- _Brief_: Among the lines below, a stretch begins at the one with "for (idx, name)" and ends at the one with "rows survive the". Repeat that stretch exactly, ends included.

- _The data_:

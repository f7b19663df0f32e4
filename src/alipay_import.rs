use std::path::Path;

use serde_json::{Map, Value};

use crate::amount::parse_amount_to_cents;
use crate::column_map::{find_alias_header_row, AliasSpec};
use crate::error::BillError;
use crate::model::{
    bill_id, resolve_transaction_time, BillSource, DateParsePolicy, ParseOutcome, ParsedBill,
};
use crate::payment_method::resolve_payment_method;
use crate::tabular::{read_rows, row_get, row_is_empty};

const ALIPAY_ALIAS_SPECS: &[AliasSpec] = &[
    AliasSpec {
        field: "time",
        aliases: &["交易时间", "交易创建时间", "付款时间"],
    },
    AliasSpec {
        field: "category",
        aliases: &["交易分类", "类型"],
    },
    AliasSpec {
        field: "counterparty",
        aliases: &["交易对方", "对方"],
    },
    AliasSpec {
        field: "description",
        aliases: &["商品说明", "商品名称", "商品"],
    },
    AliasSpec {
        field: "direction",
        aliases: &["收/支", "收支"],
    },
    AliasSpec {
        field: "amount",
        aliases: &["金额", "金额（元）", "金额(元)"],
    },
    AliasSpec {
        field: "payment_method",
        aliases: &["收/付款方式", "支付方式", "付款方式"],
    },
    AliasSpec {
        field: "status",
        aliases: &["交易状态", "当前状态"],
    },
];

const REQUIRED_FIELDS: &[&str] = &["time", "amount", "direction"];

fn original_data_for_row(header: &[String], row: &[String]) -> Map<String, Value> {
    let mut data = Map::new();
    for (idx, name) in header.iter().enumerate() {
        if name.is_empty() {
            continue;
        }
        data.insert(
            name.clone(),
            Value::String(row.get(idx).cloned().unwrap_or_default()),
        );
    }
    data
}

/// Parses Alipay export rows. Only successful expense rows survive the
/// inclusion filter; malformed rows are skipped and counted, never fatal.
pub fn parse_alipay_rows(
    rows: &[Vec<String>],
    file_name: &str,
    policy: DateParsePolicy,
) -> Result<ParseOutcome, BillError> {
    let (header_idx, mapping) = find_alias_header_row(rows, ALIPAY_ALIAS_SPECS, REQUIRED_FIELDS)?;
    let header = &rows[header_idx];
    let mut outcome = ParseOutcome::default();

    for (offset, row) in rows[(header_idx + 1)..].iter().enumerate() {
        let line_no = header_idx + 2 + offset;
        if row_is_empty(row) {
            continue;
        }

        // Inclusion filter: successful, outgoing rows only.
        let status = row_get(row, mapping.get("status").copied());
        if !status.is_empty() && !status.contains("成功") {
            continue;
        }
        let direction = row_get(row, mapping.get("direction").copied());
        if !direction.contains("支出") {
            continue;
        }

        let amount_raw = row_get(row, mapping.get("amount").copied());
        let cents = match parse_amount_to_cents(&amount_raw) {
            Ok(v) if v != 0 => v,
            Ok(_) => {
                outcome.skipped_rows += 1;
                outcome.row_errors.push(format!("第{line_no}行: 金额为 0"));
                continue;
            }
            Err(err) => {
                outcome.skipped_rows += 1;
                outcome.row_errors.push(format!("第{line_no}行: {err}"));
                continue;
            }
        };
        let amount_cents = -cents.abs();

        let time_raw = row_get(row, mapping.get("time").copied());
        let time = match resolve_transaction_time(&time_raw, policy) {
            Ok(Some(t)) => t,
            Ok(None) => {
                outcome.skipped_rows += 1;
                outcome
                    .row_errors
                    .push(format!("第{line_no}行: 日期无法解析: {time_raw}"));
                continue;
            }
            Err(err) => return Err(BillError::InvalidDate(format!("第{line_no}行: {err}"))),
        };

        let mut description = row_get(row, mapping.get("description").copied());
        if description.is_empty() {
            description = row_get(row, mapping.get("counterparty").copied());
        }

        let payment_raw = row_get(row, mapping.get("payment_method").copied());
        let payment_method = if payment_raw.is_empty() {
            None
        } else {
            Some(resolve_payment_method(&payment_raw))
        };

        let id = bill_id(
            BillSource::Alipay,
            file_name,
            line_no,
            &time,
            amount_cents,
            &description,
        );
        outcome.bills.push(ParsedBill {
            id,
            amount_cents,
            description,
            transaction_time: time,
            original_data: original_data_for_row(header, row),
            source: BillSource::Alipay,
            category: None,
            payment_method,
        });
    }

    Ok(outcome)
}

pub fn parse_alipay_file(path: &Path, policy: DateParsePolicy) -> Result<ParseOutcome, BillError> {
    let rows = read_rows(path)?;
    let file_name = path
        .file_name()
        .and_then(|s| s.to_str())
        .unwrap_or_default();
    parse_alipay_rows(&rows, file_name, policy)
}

...

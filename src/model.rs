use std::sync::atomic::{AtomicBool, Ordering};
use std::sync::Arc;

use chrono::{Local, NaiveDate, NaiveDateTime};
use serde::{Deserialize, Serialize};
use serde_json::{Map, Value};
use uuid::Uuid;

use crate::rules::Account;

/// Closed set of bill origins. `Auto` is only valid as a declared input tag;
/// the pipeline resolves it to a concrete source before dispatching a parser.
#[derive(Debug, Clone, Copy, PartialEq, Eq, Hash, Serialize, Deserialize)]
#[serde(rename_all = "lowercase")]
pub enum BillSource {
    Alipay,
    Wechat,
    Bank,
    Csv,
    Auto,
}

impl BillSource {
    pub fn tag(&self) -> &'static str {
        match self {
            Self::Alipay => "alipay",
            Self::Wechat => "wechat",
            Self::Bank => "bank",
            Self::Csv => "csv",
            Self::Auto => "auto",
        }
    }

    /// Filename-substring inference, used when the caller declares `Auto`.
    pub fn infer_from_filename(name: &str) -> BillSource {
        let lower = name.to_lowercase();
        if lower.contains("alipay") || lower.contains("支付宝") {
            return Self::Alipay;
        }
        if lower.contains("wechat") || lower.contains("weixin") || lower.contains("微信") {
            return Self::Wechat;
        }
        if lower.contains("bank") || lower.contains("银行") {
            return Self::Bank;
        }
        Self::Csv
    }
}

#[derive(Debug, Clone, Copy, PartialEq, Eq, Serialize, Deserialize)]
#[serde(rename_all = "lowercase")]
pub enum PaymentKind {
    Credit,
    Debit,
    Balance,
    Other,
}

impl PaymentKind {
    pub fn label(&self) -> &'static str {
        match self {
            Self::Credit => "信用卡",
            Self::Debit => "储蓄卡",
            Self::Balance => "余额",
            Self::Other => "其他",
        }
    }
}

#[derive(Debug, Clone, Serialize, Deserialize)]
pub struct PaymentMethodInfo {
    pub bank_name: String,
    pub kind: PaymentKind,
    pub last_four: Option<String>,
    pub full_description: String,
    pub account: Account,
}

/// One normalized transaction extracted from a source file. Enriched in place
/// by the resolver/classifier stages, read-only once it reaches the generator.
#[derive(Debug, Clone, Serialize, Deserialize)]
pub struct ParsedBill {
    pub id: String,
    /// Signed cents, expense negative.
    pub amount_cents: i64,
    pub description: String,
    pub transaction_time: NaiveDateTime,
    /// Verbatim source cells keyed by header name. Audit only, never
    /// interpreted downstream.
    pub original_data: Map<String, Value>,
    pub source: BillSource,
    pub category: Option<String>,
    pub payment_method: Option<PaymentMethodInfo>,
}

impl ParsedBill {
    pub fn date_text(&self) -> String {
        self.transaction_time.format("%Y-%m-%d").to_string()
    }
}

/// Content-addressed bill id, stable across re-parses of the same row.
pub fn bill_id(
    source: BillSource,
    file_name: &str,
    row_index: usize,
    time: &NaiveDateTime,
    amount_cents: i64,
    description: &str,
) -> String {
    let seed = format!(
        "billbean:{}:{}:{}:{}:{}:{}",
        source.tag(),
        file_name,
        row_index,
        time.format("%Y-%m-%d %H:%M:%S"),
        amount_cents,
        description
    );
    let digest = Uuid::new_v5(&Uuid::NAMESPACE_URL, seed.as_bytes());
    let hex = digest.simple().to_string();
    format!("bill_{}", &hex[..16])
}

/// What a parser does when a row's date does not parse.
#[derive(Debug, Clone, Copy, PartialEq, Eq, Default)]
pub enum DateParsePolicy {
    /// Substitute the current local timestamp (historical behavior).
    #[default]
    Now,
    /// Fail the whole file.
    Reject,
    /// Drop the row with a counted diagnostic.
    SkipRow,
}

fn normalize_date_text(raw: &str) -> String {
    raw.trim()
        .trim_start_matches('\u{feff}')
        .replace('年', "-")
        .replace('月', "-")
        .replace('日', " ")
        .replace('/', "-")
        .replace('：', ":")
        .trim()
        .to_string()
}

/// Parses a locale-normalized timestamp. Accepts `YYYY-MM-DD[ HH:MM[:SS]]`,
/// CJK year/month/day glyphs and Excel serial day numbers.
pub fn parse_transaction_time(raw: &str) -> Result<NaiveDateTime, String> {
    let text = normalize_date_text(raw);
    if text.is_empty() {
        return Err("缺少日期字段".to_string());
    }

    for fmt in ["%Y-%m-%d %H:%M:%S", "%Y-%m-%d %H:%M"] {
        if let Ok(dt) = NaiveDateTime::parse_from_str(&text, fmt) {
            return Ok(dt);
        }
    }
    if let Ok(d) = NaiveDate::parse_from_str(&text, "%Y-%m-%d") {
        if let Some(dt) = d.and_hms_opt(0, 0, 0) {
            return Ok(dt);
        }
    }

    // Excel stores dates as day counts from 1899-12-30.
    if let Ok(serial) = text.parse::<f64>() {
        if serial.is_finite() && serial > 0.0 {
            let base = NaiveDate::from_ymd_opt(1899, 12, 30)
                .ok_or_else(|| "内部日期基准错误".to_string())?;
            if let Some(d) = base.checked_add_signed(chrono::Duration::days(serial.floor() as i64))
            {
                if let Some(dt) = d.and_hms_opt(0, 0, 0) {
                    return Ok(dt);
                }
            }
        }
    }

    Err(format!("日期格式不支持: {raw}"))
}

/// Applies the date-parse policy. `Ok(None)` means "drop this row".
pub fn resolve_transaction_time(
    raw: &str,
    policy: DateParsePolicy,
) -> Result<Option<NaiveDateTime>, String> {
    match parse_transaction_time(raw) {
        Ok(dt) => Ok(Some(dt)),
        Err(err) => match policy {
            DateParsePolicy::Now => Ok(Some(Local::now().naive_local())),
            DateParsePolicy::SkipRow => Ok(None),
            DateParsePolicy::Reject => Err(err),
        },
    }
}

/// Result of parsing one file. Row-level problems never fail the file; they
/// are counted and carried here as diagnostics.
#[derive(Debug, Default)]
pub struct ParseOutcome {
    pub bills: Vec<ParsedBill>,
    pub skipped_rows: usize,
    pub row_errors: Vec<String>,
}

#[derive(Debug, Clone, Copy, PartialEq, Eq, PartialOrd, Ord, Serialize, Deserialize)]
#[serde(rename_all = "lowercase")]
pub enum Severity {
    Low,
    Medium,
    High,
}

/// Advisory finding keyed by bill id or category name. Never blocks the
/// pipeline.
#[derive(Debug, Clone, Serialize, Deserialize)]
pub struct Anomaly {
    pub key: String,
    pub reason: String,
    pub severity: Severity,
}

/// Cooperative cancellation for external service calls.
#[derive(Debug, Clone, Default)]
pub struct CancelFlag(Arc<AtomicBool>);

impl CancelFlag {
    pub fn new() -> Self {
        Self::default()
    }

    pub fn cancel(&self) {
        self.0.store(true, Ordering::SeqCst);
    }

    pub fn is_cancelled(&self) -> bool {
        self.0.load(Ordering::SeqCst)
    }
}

- _Solution to this problem_:
    for (idx, name) in header.iter().enumerate() {
        if name.is_empty() {
            continue;
        }
        data.insert(
            name.clone(),
            Value::String(row.get(idx).cloned().unwrap_or_default()),
        );
    }
    data
}

/// Parses Alipay export rows. Only successful expense rows survive the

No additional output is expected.